Exercise goal -
All of these records need to be duplicated exactly.

--------------------------------

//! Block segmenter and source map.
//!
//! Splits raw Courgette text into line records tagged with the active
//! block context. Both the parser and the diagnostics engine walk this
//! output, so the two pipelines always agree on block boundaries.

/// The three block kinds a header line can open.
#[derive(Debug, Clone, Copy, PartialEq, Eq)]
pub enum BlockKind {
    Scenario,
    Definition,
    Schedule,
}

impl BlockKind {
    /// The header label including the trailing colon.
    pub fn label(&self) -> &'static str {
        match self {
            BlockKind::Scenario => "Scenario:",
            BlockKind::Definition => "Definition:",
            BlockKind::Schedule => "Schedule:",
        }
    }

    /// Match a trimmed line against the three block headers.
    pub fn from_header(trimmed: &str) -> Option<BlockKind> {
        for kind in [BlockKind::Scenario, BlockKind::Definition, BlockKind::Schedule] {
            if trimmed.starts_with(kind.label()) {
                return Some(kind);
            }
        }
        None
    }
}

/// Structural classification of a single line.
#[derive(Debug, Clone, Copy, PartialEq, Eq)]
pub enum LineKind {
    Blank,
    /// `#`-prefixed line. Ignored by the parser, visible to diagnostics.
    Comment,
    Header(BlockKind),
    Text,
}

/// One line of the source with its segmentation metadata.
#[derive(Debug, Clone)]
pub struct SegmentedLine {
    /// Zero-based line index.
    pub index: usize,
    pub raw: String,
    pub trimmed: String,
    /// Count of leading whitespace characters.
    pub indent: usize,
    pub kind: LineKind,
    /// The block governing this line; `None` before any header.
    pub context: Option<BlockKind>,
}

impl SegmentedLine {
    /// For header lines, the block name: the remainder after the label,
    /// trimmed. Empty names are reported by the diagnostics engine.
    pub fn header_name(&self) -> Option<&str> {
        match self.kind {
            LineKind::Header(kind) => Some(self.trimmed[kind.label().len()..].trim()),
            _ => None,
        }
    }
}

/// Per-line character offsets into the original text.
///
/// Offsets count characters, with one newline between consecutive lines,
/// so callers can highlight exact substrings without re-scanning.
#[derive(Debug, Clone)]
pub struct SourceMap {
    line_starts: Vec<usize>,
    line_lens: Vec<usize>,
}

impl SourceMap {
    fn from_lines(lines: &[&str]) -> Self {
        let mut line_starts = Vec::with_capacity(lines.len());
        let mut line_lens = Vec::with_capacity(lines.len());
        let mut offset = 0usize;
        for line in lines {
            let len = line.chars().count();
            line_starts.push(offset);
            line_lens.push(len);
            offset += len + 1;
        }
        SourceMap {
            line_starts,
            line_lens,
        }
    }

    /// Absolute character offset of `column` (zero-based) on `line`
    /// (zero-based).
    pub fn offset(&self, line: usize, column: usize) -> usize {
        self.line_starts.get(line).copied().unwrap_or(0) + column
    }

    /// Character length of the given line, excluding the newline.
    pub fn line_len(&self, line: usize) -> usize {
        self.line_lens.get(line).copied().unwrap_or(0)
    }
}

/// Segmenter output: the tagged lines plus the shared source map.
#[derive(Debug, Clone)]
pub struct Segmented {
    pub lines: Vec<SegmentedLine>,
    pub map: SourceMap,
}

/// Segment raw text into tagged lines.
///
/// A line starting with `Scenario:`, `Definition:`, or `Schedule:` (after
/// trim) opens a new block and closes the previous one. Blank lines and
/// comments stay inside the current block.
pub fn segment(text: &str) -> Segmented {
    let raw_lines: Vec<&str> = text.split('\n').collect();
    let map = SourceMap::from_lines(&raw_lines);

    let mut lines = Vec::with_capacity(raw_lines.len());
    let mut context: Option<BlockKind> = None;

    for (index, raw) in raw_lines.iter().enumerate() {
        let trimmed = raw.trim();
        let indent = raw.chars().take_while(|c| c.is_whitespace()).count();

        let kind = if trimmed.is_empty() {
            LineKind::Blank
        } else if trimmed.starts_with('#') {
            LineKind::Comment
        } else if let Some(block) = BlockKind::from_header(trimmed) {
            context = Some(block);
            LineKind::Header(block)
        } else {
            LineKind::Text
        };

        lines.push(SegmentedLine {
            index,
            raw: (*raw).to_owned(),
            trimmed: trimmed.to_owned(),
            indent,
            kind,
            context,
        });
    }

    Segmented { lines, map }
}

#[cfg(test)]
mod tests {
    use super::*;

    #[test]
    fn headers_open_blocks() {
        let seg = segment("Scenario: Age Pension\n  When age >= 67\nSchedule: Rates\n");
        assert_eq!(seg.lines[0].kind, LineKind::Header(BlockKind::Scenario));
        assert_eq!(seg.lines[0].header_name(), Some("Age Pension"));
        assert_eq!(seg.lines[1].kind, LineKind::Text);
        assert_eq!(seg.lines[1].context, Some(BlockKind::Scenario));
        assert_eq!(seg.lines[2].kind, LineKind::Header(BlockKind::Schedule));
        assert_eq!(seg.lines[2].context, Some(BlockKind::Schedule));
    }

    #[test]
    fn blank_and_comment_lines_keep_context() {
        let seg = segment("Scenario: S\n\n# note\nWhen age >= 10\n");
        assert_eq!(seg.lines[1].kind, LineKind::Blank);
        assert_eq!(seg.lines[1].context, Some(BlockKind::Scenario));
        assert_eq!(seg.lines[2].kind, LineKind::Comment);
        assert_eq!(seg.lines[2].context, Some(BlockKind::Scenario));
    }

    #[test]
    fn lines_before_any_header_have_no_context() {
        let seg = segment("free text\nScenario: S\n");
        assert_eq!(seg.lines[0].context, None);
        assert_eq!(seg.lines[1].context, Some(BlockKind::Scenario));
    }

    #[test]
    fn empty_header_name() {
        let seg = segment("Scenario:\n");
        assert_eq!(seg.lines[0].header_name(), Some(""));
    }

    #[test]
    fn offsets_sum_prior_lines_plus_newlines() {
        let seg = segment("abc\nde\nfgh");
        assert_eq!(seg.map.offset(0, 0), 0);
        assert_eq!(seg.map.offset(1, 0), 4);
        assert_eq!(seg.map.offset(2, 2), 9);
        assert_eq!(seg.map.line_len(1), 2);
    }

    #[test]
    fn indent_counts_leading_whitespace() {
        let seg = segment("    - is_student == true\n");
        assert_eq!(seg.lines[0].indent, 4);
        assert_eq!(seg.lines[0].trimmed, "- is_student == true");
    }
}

--------------------------------

Response to the task -
//! Block segmenter and source map.
//!
//! Splits raw Courgette text into line records tagged with the active
//! block context. Both the parser and the diagnostics engine walk this
//! output, so the two pipelines always agree on block boundaries.

/// The three block kinds a header line can open.
#[derive(Debug, Clone, Copy, PartialEq, Eq)]
pub enum BlockKind {
    Scenario,
    Definition,
    Schedule,
}

impl BlockKind {
    /// The header label including the trailing colon.
    pub fn label(&self) -> &'static str {
        match self {
            BlockKind::Scenario => "Scenario:",
            BlockKind::Definition => "Definition:",
            BlockKind::Schedule => "Schedule:",
        }
    }

    /// Match a trimmed line against the three block headers.
    pub fn from_header(trimmed: &str) -> Option<BlockKind> {
        for kind in [BlockKind::Scenario, BlockKind::Definition, BlockKind::Schedule] {
            if trimmed.starts_with(kind.label()) {
                return Some(kind);
            }
        }
        None
    }
}

/// Structural classification of a single line.
#[derive(Debug, Clone, Copy, PartialEq, Eq)]
pub enum LineKind {
    Blank,
    /// `#`-prefixed line. Ignored by the parser, visible to diagnostics.
    Comment,
    Header(BlockKind),
    Text,
}

/// One line of the source with its segmentation metadata.
#[derive(Debug, Clone)]
pub struct SegmentedLine {
    /// Zero-based line index.
    pub index: usize,
    pub raw: String,
    pub trimmed: String,
    /// Count of leading whitespace characters.
    pub indent: usize,
    pub kind: LineKind,
    /// The block governing this line; `None` before any header.
    pub context: Option<BlockKind>,
}

impl SegmentedLine {
    /// For header lines, the block name: the remainder after the label,
    /// trimmed. Empty names are reported by the diagnostics engine.
    pub fn header_name(&self) -> Option<&str> {
        match self.kind {
            LineKind::Header(kind) => Some(self.trimmed[kind.label().len()..].trim()),
            _ => None,
        }
    }
}

/// Per-line character offsets into the original text.
///
/// Offsets count characters, with one newline between consecutive lines,
/// so callers can highlight exact substrings without re-scanning.
#[derive(Debug, Clone)]
pub struct SourceMap {
    line_starts: Vec<usize>,
    line_lens: Vec<usize>,
}

impl SourceMap {
    fn from_lines(lines: &[&str]) -> Self {
        let mut line_starts = Vec::with_capacity(lines.len());
        let mut line_lens = Vec::with_capacity(lines.len());
        let mut offset = 0usize;
        for line in lines {
            let len = line.chars().count();
            line_starts.push(offset);
            line_lens.push(len);
            offset += len + 1;
        }
        SourceMap {
            line_starts,
            line_lens,
        }
    }

    /// Absolute character offset of `column` (zero-based) on `line`
    /// (zero-based).
    pub fn offset(&self, line: usize, column: usize) -> usize {
        self.line_starts.get(line).copied().unwrap_or(0) + column
    }

    /// Character length of the given line, excluding the newline.
    pub fn line_len(&self, line: usize) -> usize {
        self.line_lens.get(line).copied().unwrap_or(0)
    }
}

/// Segmenter output: the tagged lines plus the shared source map.
#[derive(Debug, Clone)]
pub struct Segmented {
    pub lines: Vec<SegmentedLine>,
    pub map: SourceMap,
}

/// Segment raw text into tagged lines.
///
/// A line starting with `Scenario:`, `Definition:`, or `Schedule:` (after
/// trim) opens a new block and closes the previous one. Blank lines and
/// comments stay inside the current block.
pub fn segment(text: &str) -> Segmented {
    let raw_lines: Vec<&str> = text.split('\n').collect();
    let map = SourceMap::from_lines(&raw_lines);

    let mut lines = Vec::with_capacity(raw_lines.len());
    let mut context: Option<BlockKind> = None;

    for (index, raw) in raw_lines.iter().enumerate() {
        let trimmed = raw.trim();
        let indent = raw.chars().take_while(|c| c.is_whitespace()).count();

        let kind = if trimmed.is_empty() {
            LineKind::Blank
        } else if trimmed.starts_with('#') {
            LineKind::Comment
        } else if let Some(block) = BlockKind::from_header(trimmed) {
            context = Some(block);
            LineKind::Header(block)
        } else {
            LineKind::Text
        };

        lines.push(SegmentedLine {
            index,
            raw: (*raw).to_owned(),
            trimmed: trimmed.to_owned(),
            indent,
            kind,
            context,
        });
    }

    Segmented { lines, map }
}

#[cfg(test)]
mod tests {
    use super::*;

    #[test]
    fn headers_open_blocks() {
        let seg = segment("Scenario: Age Pension\n  When age >= 67\nSchedule: Rates\n");
        assert_eq!(seg.lines[0].kind, LineKind::Header(BlockKind::Scenario));
        assert_eq!(seg.lines[0].header_name(), Some("Age Pension"));
        assert_eq!(seg.lines[1].kind, LineKind::Text);
        assert_eq!(seg.lines[1].context, Some(BlockKind::Scenario));
        assert_eq!(seg.lines[2].kind, LineKind::Header(BlockKind::Schedule));
        assert_eq!(seg.lines[2].context, Some(BlockKind::Schedule));
    }

    #[test]
    fn blank_and_comment_lines_keep_context() {
        let seg = segment("Scenario: S\n\n# note\nWhen age >= 10\n");
        assert_eq!(seg.lines[1].kind, LineKind::Blank);
        assert_eq!(seg.lines[1].context, Some(BlockKind::Scenario));
        assert_eq!(seg.lines[2].kind, LineKind::Comment);
        assert_eq!(seg.lines[2].context, Some(BlockKind::Scenario));
    }

    #[test]
    fn lines_before_any_header_have_no_context() {
        let seg = segment("free text\nScenario: S\n");
        assert_eq!(seg.lines[0].context, None);
        assert_eq!(seg.lines[1].context, Some(BlockKind::Scenario));
    }

    #[test]
    fn empty_header_name() {
        let seg = segment("Scenario:\n");
        assert_eq!(seg.lines[0].header_name(), Some(""));
    }

    #[test]
    fn offsets_sum_prior_lines_plus_newlines() {
        let seg = segment("abc\nde\nfgh");
        assert_eq!(seg.map.offset(0, 0), 0);
        assert_eq!(seg.map.offset(1, 0), 4);
        assert_eq!(seg.map.offset(2, 2), 9);
        assert_eq!(seg.map.line_len(1), 2);
    }

    #[test]
    fn indent_counts_leading_whitespace() {
        let seg = segment("    - is_student == true\n");
        assert_eq!(seg.lines[0].indent, 4);
        assert_eq!(seg.lines[0].trimmed, "- is_student == true");
    }
}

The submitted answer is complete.